*** Block opens ***
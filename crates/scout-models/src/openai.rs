//! OpenAI-compatible chat completions.
//!
//! Works against `api.openai.com` or any compatible endpoint via
//! [`OpenAiConfig::with_base_url`]. Tool-call arguments arrive from the
//! provider as a JSON-encoded string inside `function.arguments`; decoding
//! failures surface as [`ScoutError::Model`] since they make the response
//! unusable for the loop.

use std::sync::Arc;

use async_trait::async_trait;
use serde_json::{json, Value};
use scout_core::{
    ChatModel, ChatRequest, ChatResponse, Message, Role, ScoutError, TokenUsage, ToolCall,
    ToolChoice, ToolDefinition,
};

use crate::backend::{ProviderBackend, ProviderRequest, ProviderResponse};

/// Configuration for an OpenAI-compatible chat model.
#[derive(Debug, Clone)]
pub struct OpenAiConfig {
    pub api_key: String,
    pub model: String,
    pub base_url: String,
    pub max_tokens: Option<u32>,
    pub temperature: Option<f64>,
    pub top_p: Option<f64>,
    pub stop: Option<Vec<String>>,
}

impl OpenAiConfig {
    pub fn new(api_key: impl Into<String>, model: impl Into<String>) -> Self {
        Self {
            api_key: api_key.into(),
            model: model.into(),
            base_url: "https://api.openai.com/v1".to_string(),
            max_tokens: None,
            temperature: None,
            top_p: None,
            stop: None,
        }
    }

    pub fn with_base_url(mut self, base_url: impl Into<String>) -> Self {
        self.base_url = base_url.into();
        self
    }

    pub fn with_max_tokens(mut self, max_tokens: u32) -> Self {
        self.max_tokens = Some(max_tokens);
        self
    }

    pub fn with_temperature(mut self, temperature: f64) -> Self {
        self.temperature = Some(temperature);
        self
    }

    pub fn with_top_p(mut self, top_p: f64) -> Self {
        self.top_p = Some(top_p);
        self
    }

    pub fn with_stop(mut self, stop: Vec<String>) -> Self {
        self.stop = Some(stop);
        self
    }
}

/// OpenAI-compatible chat model.
pub struct OpenAiChatModel {
    config: OpenAiConfig,
    backend: Arc<dyn ProviderBackend>,
}

impl OpenAiChatModel {
    pub fn new(config: OpenAiConfig, backend: Arc<dyn ProviderBackend>) -> Self {
        Self { config, backend }
    }

    /// Build a `ProviderRequest` targeting the chat completions endpoint.
    pub fn build_request(&self, request: &ChatRequest) -> ProviderRequest {
        let messages: Vec<Value> = request.messages.iter().map(message_to_openai).collect();

        let mut body = json!({
            "model": self.config.model,
            "messages": messages,
        });

        if let Some(max_tokens) = self.config.max_tokens {
            body["max_tokens"] = json!(max_tokens);
        }
        if let Some(temp) = self.config.temperature {
            body["temperature"] = json!(temp);
        }
        if let Some(top_p) = self.config.top_p {
            body["top_p"] = json!(top_p);
        }
        if let Some(ref stop) = self.config.stop {
            body["stop"] = json!(stop);
        }
        if !request.tools.is_empty() {
            body["tools"] = json!(request
                .tools
                .iter()
                .map(tool_def_to_openai)
                .collect::<Vec<_>>());
        }
        if let Some(ref choice) = request.tool_choice {
            body["tool_choice"] = match choice {
                ToolChoice::Auto => json!("auto"),
                ToolChoice::Required => json!("required"),
                ToolChoice::None => json!("none"),
                ToolChoice::Specific(name) => json!({
                    "type": "function",
                    "function": {"name": name}
                }),
            };
        }

        let url = format!(
            "{}/chat/completions",
            self.config.base_url.trim_end_matches('/')
        );

        ProviderRequest {
            url,
            headers: vec![
                (
                    "Authorization".to_string(),
                    format!("Bearer {}", self.config.api_key),
                ),
                ("Content-Type".to_string(), "application/json".to_string()),
            ],
            body,
        }
    }
}

#[async_trait]
impl ChatModel for OpenAiChatModel {
    async fn chat(&self, request: ChatRequest) -> Result<ChatResponse, ScoutError> {
        let provider_req = self.build_request(&request);
        let resp = self.backend.send(provider_req).await?;
        parse_response(&resp)
    }
}

pub(crate) fn message_to_openai(msg: &Message) -> Value {
    match msg.role {
        Role::System => json!({"role": "system", "content": msg.content}),
        Role::User => json!({"role": "user", "content": msg.content}),
        Role::Assistant => {
            let mut value = json!({"role": "assistant", "content": msg.content});
            if !msg.tool_calls.is_empty() {
                value["tool_calls"] = json!(msg
                    .tool_calls
                    .iter()
                    .map(|tc| json!({
                        "id": tc.id,
                        "type": "function",
                        "function": {
                            "name": tc.name,
                            "arguments": tc.arguments.to_string(),
                        }
                    }))
                    .collect::<Vec<_>>());
            }
            value
        }
        Role::Tool => json!({
            "role": "tool",
            "content": msg.content,
            "tool_call_id": msg.tool_call_id.as_deref().unwrap_or_default(),
        }),
    }
}

pub(crate) fn tool_def_to_openai(def: &ToolDefinition) -> Value {
    json!({
        "type": "function",
        "function": {
            "name": def.name,
            "description": def.description,
            "parameters": def.parameters,
        }
    })
}

pub(crate) fn parse_response(resp: &ProviderResponse) -> Result<ChatResponse, ScoutError> {
    if resp.status != 200 {
        return Err(ScoutError::Model(format!(
            "OpenAI API error ({}): {}",
            resp.status, resp.body
        )));
    }

    let message = resp
        .body
        .pointer("/choices/0/message")
        .ok_or_else(|| ScoutError::Model("response has no choices[0].message".to_string()))?;

    let content = message
        .get("content")
        .and_then(Value::as_str)
        .unwrap_or_default()
        .to_string();

    let mut tool_calls = Vec::new();
    if let Some(calls) = message.get("tool_calls").and_then(Value::as_array) {
        for call in calls {
            let id = call
                .get("id")
                .and_then(Value::as_str)
                .unwrap_or_default()
                .to_string();
            let name = call
                .pointer("/function/name")
                .and_then(Value::as_str)
                .ok_or_else(|| ScoutError::Model("tool call has no function.name".to_string()))?
                .to_string();
            let raw_args = call
                .pointer("/function/arguments")
                .and_then(Value::as_str)
                .unwrap_or("{}");
            let arguments: Value = serde_json::from_str(raw_args).map_err(|e| {
                ScoutError::Model(format!("tool call arguments are not valid JSON: {e}"))
            })?;
            tool_calls.push(ToolCall {
                id,
                name,
                arguments,
            });
        }
    }

    let usage = resp.body.get("usage").and_then(|u| {
        Some(TokenUsage {
            prompt_tokens: u.get("prompt_tokens")?.as_u64()? as u32,
            completion_tokens: u.get("completion_tokens")?.as_u64()? as u32,
            total_tokens: u.get("total_tokens")?.as_u64()? as u32,
        })
    });

    let message = if tool_calls.is_empty() {
        Message::ai(content)
    } else {
        Message::ai_with_tool_calls(content, tool_calls)
    };

    Ok(ChatResponse { message, usage })
}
*** Block closes ***
[WHAT YOU WILL DO] Give back the records above exactly, limited to the lines between the one holding "pub fn with_top_p(mut" and the one holding "if let Some(temp)", inclusive.

[ANSWER BOX]
    pub fn with_top_p(mut self, top_p: f64) -> Self {
        self.top_p = Some(top_p);
        self
    }

    pub fn with_stop(mut self, stop: Vec<String>) -> Self {
        self.stop = Some(stop);
        self
    }
}

/// OpenAI-compatible chat model.
pub struct OpenAiChatModel {
    config: OpenAiConfig,
    backend: Arc<dyn ProviderBackend>,
}

impl OpenAiChatModel {
    pub fn new(config: OpenAiConfig, backend: Arc<dyn ProviderBackend>) -> Self {
        Self { config, backend }
    }

    /// Build a `ProviderRequest` targeting the chat completions endpoint.
    pub fn build_request(&self, request: &ChatRequest) -> ProviderRequest {
        let messages: Vec<Value> = request.messages.iter().map(message_to_openai).collect();

        let mut body = json!({
            "model": self.config.model,
            "messages": messages,
        });

        if let Some(max_tokens) = self.config.max_tokens {
            body["max_tokens"] = json!(max_tokens);
        }
        if let Some(temp) = self.config.temperature {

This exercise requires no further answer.